▶ **Instructions to follow**:
Copy the whole listing below exactly.

(Supplied material)

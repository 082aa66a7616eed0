//! Error types for Tessera operations.
//!
//! Errors are categorized into two main types:
//!
//! - **`Error`**: Unit-level errors that halt extraction of a compilation unit
//! - **`ExtractionError`**: Entity-level errors that are collected but don't halt the unit
//!
//! ## Error Philosophy
//!
//! Tessera follows a "best effort" approach per compilation unit:
//! - A single malformed declaration shouldn't prevent records for its siblings
//! - Entity errors are collected and reported alongside the records, not thrown
//! - Only a missing unit (or unreadable hand-off input) terminates early
//!
//! Unresolved bindings are not errors at all: they degrade to placeholder
//! qualified names (see `builder`).

use std::path::PathBuf;
use thiserror::Error;

use crate::unit::NodeId;

/// Result type for Tessera operations.
pub type Result<T> = std::result::Result<T, Error>;

/// Top-level error type for Tessera operations.
///
/// These errors represent failures that prevent a whole compilation unit
/// from being processed.
#[derive(Debug, Error)]
pub enum Error {
    /// The front-end produced no compilation unit
    #[error("no compilation unit to extract from")]
    NoCompilationUnit,

    /// File system operation failed
    #[error("I/O error: {0}")]
    Io(#[from] std::io::Error),

    /// Front-end hand-off could not be decoded
    #[error("malformed compilation unit {}: {source}", path.display())]
    Json {
        /// File the unit was read from
        path: PathBuf,
        /// Underlying decode error
        source: serde_json::Error,
    },

    /// Record serialization failed
    #[error("serialization error: {0}")]
    Serialize(#[from] serde_json::Error),

    /// Invalid configuration
    #[error("configuration error: {0}")]
    Config(String),

    /// Identity key inputs that cannot form a canonical string
    #[error("invalid identity input: {0}")]
    Identity(#[from] crate::identity::IdentityError),
}

/// Error encountered while extracting a single entity.
///
/// These errors are collected during extraction but don't halt the unit.
/// The builder continues with sibling declarations and reports all errors
/// in the `UnitExtraction`.
#[derive(Debug, Clone, PartialEq, Eq, serde::Serialize)]
pub struct ExtractionError {
    /// What could not be turned into a record
    pub subject: Subject,
    /// Category of the error
    pub kind: ExtractionErrorKind,
    /// Human-readable error message
    pub message: String,
}

impl std::fmt::Display for ExtractionError {
    fn fmt(&self, f: &mut std::fmt::Formatter<'_>) -> std::fmt::Result {
        write!(f, "{}: {} ({})", self.subject, self.message, self.kind)
    }
}

/// The input item an `ExtractionError` refers to.
#[derive(Debug, Clone, Copy, PartialEq, Eq, serde::Serialize)]
#[serde(rename_all = "snake_case")]
pub enum Subject {
    /// A syntax node
    Node(NodeId),
    /// A reported problem, by index in `CompilationUnit::problems`
    Problem(usize),
}

impl std::fmt::Display for Subject {
    fn fmt(&self, f: &mut std::fmt::Formatter<'_>) -> std::fmt::Result {
        match self {
            Self::Node(id) => write!(f, "node {id}"),
            Self::Problem(index) => write!(f, "problem {index}"),
        }
    }
}

impl std::error::Error for ExtractionError {}

/// Categorization of entity-level extraction errors.
#[derive(Debug, Clone, Copy, PartialEq, Eq, serde::Serialize)]
#[serde(rename_all = "snake_case")]
pub enum ExtractionErrorKind {
    /// An offset used for position mapping lies outside the unit's text
    OutOfRangePosition,

    /// Empty or malformed component passed into canonical-string construction
    InvalidIdentityInput,
}

impl std::fmt::Display for ExtractionErrorKind {
    fn fmt(&self, f: &mut std::fmt::Formatter<'_>) -> std::fmt::Result {
        match self {
            Self::OutOfRangePosition => write!(f, "out of range position"),
            Self::InvalidIdentityInput => write!(f, "invalid identity input"),
        }
    }
}

impl ExtractionError {
    /// Create a new extraction error.
    #[must_use]
    pub fn new(subject: Subject, kind: ExtractionErrorKind, message: impl Into<String>) -> Self {
        Self {
            subject,
            kind,
            message: message.into(),
        }
    }

    /// Wrap a position mapping failure.
    #[must_use]
    pub fn position(subject: Subject, error: &crate::position::PositionError) -> Self {
        Self::new(
            subject,
            ExtractionErrorKind::OutOfRangePosition,
            error.to_string(),
        )
    }

    /// Wrap an identity construction failure for a node.
    #[must_use]
    pub fn identity(node: NodeId, error: &crate::identity::IdentityError) -> Self {
        Self::new(
            Subject::Node(node),
            ExtractionErrorKind::InvalidIdentityInput,
            error.to_string(),
        )
    }
}
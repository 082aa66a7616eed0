//! Modifier bit-set classification.
//!
//! Bits follow the JVM access-flag layout the front-end reports. Visibility
//! is decided by an ordered precedence table rather than by the order of
//! conditionals, so a malformed set with several access bits still yields a
//! single, documented answer.

use serde::{Deserialize, Serialize};

use crate::types::Visibility;

/// `public`
pub const PUBLIC: u32 = 0x0001;
/// `private`
pub const PRIVATE: u32 = 0x0002;
/// `protected`
pub const PROTECTED: u32 = 0x0004;
/// `static`
pub const STATIC: u32 = 0x0008;
/// `final`
pub const FINAL: u32 = 0x0010;
/// `abstract`
pub const ABSTRACT: u32 = 0x0400;

/// Access bits in precedence order. The first bit present wins.
pub const ACCESS_PRECEDENCE: [(u32, Visibility); 3] = [
    (PUBLIC, Visibility::Public),
    (PROTECTED, Visibility::Protected),
    (PRIVATE, Visibility::Private),
];

/// Raw modifier bit-set of a declaration.
#[derive(Debug, Clone, Copy, Default, PartialEq, Eq, Hash, Serialize, Deserialize)]
#[serde(transparent)]
pub struct Modifiers(pub u32);

impl Modifiers {
    /// Modifiers implied for enum constants.
    pub const ENUM_CONSTANT: Self = Self(PUBLIC | STATIC | FINAL);

    /// Whether every bit of `flag` is set.
    #[must_use]
    pub fn contains(self, flag: u32) -> bool {
        self.0 & flag == flag
    }

    /// Visibility by access-bit precedence; no access bit means package-private.
    #[must_use]
    pub fn visibility(self) -> Visibility {
        ACCESS_PRECEDENCE
            .iter()
            .find(|(bit, _)| self.contains(*bit))
            .map_or(Visibility::PackagePrivate, |(_, visibility)| *visibility)
    }

    /// `final` bit set.
    #[must_use]
    pub fn is_final(self) -> bool {
        self.contains(FINAL)
    }

    /// `static` bit set.
    #[must_use]
    pub fn is_static(self) -> bool {
        self.contains(STATIC)
    }

    /// `abstract` bit set.
    #[must_use]
    pub fn is_abstract(self) -> bool {
        self.contains(ABSTRACT)
    }
}

impl From<u32> for Modifiers {
    fn from(bits: u32) -> Self {
        Self(bits)
    }
}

(End Supplied material)

▶ **Response area**:
repository 082aa66a7616eed0
//! Error types for Tessera operations.
//!
//! Errors are categorized into two main types:
//!
//! - **`Error`**: Unit-level errors that halt extraction of a compilation unit
//! - **`ExtractionError`**: Entity-level errors that are collected but don't halt the unit
//!
//! ## Error Philosophy
//!
//! Tessera follows a "best effort" approach per compilation unit:
//! - A single malformed declaration shouldn't prevent records for its siblings
//! - Entity errors are collected and reported alongside the records, not thrown
//! - Only a missing unit (or unreadable hand-off input) terminates early
//!
//! Unresolved bindings are not errors at all: they degrade to placeholder
//! qualified names (see `builder`).

use std::path::PathBuf;
use thiserror::Error;

use crate::unit::NodeId;

/// Result type for Tessera operations.
pub type Result<T> = std::result::Result<T, Error>;

/// Top-level error type for Tessera operations.
///
/// These errors represent failures that prevent a whole compilation unit
/// from being processed.
#[derive(Debug, Error)]
pub enum Error {
    /// The front-end produced no compilation unit
    #[error("no compilation unit to extract from")]
    NoCompilationUnit,

    /// File system operation failed
    #[error("I/O error: {0}")]
    Io(#[from] std::io::Error),

    /// Front-end hand-off could not be decoded
    #[error("malformed compilation unit {}: {source}", path.display())]
    Json {
        /// File the unit was read from
        path: PathBuf,
        /// Underlying decode error
        source: serde_json::Error,
    },

    /// Record serialization failed
    #[error("serialization error: {0}")]
    Serialize(#[from] serde_json::Error),

    /// Invalid configuration
    #[error("configuration error: {0}")]
    Config(String),

    /// Identity key inputs that cannot form a canonical string
    #[error("invalid identity input: {0}")]
    Identity(#[from] crate::identity::IdentityError),
}

/// Error encountered while extracting a single entity.
///
/// These errors are collected during extraction but don't halt the unit.
/// The builder continues with sibling declarations and reports all errors
/// in the `UnitExtraction`.
#[derive(Debug, Clone, PartialEq, Eq, serde::Serialize)]
pub struct ExtractionError {
    /// What could not be turned into a record
    pub subject: Subject,
    /// Category of the error
    pub kind: ExtractionErrorKind,
    /// Human-readable error message
    pub message: String,
}

impl std::fmt::Display for ExtractionError {
    fn fmt(&self, f: &mut std::fmt::Formatter<'_>) -> std::fmt::Result {
        write!(f, "{}: {} ({})", self.subject, self.message, self.kind)
    }
}

/// The input item an `ExtractionError` refers to.
#[derive(Debug, Clone, Copy, PartialEq, Eq, serde::Serialize)]
#[serde(rename_all = "snake_case")]
pub enum Subject {
    /// A syntax node
    Node(NodeId),
    /// A reported problem, by index in `CompilationUnit::problems`
    Problem(usize),
}

impl std::fmt::Display for Subject {
    fn fmt(&self, f: &mut std::fmt::Formatter<'_>) -> std::fmt::Result {
        match self {
            Self::Node(id) => write!(f, "node {id}"),
            Self::Problem(index) => write!(f, "problem {index}"),
        }
    }
}

impl std::error::Error for ExtractionError {}

/// Categorization of entity-level extraction errors.
#[derive(Debug, Clone, Copy, PartialEq, Eq, serde::Serialize)]
#[serde(rename_all = "snake_case")]
pub enum ExtractionErrorKind {
    /// An offset used for position mapping lies outside the unit's text
    OutOfRangePosition,

    /// Empty or malformed component passed into canonical-string construction
    InvalidIdentityInput,
}

impl std::fmt::Display for ExtractionErrorKind {
    fn fmt(&self, f: &mut std::fmt::Formatter<'_>) -> std::fmt::Result {
        match self {
            Self::OutOfRangePosition => write!(f, "out of range position"),
            Self::InvalidIdentityInput => write!(f, "invalid identity input"),
        }
    }
}

impl ExtractionError {
    /// Create a new extraction error.
    #[must_use]
    pub fn new(subject: Subject, kind: ExtractionErrorKind, message: impl Into<String>) -> Self {
        Self {
            subject,
            kind,
            message: message.into(),
        }
    }

    /// Wrap a position mapping failure.
    #[must_use]
    pub fn position(subject: Subject, error: &crate::position::PositionError) -> Self {
        Self::new(
            subject,
            ExtractionErrorKind::OutOfRangePosition,
            error.to_string(),
        )
    }

    /// Wrap an identity construction failure for a node.
    #[must_use]
    pub fn identity(node: NodeId, error: &crate::identity::IdentityError) -> Self {
        Self::new(
            Subject::Node(node),
            ExtractionErrorKind::InvalidIdentityInput,
            error.to_string(),
        )
    }
}
repository 082aa66a7616eed0
//! Modifier bit-set classification.
//!
//! Bits follow the JVM access-flag layout the front-end reports. Visibility
//! is decided by an ordered precedence table rather than by the order of
//! conditionals, so a malformed set with several access bits still yields a
//! single, documented answer.

use serde::{Deserialize, Serialize};

use crate::types::Visibility;

/// `public`
pub const PUBLIC: u32 = 0x0001;
/// `private`
pub const PRIVATE: u32 = 0x0002;
/// `protected`
pub const PROTECTED: u32 = 0x0004;
/// `static`
pub const STATIC: u32 = 0x0008;
/// `final`
pub const FINAL: u32 = 0x0010;
/// `abstract`
pub const ABSTRACT: u32 = 0x0400;

/// Access bits in precedence order. The first bit present wins.
pub const ACCESS_PRECEDENCE: [(u32, Visibility); 3] = [
    (PUBLIC, Visibility::Public),
    (PROTECTED, Visibility::Protected),
    (PRIVATE, Visibility::Private),
];

/// Raw modifier bit-set of a declaration.
#[derive(Debug, Clone, Copy, Default, PartialEq, Eq, Hash, Serialize, Deserialize)]
#[serde(transparent)]
pub struct Modifiers(pub u32);

impl Modifiers {
    /// Modifiers implied for enum constants.
    pub const ENUM_CONSTANT: Self = Self(PUBLIC | STATIC | FINAL);

    /// Whether every bit of `flag` is set.
    #[must_use]
    pub fn contains(self, flag: u32) -> bool {
        self.0 & flag == flag
    }

    /// Visibility by access-bit precedence; no access bit means package-private.
    #[must_use]
    pub fn visibility(self) -> Visibility {
        ACCESS_PRECEDENCE
            .iter()
            .find(|(bit, _)| self.contains(*bit))
            .map_or(Visibility::PackagePrivate, |(_, visibility)| *visibility)
    }

    /// `final` bit set.
    #[must_use]
    pub fn is_final(self) -> bool {
        self.contains(FINAL)
    }

    /// `static` bit set.
    #[must_use]
    pub fn is_static(self) -> bool {
        self.contains(STATIC)
    }

    /// `abstract` bit set.
    #[must_use]
    pub fn is_abstract(self) -> bool {
        self.contains(ABSTRACT)
    }
}

impl From<u32> for Modifiers {
    fn from(bits: u32) -> Self {
        Self(bits)
    }
}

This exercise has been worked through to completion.